Raw data:
..........

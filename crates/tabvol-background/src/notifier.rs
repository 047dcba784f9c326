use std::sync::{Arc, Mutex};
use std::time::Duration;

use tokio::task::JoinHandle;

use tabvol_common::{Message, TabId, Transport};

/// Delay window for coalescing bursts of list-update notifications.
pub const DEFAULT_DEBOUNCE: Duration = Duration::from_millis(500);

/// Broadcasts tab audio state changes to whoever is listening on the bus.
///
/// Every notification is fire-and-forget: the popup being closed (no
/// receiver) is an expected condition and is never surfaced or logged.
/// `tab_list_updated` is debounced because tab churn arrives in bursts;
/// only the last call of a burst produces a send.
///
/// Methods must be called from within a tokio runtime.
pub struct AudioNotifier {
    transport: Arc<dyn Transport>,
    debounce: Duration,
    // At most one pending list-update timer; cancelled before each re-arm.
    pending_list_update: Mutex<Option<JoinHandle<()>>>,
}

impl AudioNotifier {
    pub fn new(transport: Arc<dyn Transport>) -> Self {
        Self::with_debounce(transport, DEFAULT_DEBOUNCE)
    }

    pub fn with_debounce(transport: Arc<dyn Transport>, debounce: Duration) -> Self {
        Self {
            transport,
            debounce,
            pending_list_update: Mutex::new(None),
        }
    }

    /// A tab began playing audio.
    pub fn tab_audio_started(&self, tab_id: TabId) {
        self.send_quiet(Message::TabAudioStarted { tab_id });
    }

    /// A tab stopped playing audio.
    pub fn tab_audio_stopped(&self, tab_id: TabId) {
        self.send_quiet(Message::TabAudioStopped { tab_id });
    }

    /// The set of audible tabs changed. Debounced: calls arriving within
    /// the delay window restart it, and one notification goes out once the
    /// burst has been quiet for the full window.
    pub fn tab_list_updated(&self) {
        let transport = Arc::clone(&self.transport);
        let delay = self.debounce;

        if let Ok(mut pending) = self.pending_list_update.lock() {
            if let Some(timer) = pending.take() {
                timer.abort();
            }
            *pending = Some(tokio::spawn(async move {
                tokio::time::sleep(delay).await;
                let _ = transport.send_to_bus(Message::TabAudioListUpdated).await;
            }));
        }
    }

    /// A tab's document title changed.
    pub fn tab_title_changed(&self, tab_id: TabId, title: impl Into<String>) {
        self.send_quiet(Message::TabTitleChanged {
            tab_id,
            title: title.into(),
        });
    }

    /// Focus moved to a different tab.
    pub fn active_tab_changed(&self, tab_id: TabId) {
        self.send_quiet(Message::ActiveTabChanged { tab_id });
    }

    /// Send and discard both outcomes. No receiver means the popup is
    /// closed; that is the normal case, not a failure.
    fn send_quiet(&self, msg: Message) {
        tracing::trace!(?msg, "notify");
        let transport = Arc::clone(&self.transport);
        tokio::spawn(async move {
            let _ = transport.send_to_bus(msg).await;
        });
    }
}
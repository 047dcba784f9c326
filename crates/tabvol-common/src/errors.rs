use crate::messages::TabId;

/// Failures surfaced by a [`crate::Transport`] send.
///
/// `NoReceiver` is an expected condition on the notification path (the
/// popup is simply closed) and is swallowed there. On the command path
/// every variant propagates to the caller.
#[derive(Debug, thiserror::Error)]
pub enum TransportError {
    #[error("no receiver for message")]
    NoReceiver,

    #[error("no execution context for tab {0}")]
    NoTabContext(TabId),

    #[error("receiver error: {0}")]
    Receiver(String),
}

..........

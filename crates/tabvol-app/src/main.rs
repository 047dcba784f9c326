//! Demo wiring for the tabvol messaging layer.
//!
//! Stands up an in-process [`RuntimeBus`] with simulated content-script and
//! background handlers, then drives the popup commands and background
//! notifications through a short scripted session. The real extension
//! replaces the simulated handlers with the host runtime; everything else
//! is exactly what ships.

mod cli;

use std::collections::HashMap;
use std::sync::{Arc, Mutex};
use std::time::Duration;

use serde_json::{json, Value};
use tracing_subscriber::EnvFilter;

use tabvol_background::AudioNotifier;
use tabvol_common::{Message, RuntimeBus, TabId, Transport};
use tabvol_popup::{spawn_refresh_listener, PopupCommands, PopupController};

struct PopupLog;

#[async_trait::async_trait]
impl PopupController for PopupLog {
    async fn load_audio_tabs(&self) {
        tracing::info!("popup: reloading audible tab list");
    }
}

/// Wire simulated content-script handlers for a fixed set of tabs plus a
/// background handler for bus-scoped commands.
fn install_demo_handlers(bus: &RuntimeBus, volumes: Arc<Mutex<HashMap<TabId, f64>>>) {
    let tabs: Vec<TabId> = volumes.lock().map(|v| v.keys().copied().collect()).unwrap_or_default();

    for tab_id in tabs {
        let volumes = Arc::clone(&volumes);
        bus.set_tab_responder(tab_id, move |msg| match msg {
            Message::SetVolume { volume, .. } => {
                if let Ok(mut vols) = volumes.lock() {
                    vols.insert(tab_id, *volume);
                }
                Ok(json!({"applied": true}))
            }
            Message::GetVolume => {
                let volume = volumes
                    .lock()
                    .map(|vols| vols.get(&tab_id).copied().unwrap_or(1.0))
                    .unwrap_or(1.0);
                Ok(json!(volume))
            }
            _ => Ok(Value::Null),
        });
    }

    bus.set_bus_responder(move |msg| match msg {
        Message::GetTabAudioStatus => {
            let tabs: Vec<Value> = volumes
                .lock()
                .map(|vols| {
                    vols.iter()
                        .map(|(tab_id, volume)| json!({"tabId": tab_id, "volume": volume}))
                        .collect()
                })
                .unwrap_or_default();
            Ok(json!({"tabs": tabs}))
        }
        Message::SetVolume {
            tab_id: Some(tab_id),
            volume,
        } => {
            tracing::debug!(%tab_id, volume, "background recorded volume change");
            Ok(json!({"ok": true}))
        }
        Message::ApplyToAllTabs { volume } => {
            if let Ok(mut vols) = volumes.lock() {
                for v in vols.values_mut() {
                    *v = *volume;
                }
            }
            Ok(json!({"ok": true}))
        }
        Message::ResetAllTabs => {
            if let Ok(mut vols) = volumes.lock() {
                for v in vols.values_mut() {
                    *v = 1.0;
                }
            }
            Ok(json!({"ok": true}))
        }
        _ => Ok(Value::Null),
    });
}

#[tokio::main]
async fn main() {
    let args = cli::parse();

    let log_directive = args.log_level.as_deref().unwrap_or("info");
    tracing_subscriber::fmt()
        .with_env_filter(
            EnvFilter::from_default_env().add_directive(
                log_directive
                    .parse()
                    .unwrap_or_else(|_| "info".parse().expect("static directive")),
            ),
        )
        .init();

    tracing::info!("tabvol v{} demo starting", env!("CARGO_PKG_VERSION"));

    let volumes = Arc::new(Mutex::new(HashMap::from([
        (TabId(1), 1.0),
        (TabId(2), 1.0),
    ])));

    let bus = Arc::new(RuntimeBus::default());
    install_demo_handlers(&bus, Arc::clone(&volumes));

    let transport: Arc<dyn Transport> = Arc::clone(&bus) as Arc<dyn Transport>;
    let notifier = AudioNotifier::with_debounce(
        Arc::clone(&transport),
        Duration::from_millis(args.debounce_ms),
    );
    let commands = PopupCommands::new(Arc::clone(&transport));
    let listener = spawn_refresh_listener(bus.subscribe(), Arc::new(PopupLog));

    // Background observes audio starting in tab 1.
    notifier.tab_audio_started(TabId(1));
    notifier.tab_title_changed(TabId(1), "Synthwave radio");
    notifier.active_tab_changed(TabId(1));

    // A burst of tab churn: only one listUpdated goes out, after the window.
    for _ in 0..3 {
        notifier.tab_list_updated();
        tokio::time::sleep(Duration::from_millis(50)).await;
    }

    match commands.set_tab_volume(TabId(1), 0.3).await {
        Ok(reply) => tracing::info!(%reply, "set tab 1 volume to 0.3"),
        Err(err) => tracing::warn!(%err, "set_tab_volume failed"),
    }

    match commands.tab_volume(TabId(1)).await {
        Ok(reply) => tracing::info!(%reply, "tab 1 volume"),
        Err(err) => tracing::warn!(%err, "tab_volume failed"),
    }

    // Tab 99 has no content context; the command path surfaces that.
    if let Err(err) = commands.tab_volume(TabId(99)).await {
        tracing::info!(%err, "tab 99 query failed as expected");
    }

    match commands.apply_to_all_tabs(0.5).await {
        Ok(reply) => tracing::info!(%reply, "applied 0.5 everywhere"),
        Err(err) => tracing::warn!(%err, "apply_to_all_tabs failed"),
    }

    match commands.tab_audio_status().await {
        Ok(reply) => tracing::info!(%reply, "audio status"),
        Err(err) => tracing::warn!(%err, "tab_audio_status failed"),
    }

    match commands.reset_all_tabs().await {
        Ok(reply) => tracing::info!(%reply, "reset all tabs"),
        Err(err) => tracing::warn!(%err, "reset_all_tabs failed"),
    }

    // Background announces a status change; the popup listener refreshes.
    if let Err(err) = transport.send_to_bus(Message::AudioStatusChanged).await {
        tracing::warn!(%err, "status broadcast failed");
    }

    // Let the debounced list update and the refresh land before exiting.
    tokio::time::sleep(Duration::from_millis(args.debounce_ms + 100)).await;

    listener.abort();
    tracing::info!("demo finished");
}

..........

What you have to do:
Read the listing above, then copy every line that includes the string "timer".

Answer to the exercise:
    // At most one pending list-update timer; cancelled before each re-arm.
            if let Some(timer) = pending.take() {
                timer.abort();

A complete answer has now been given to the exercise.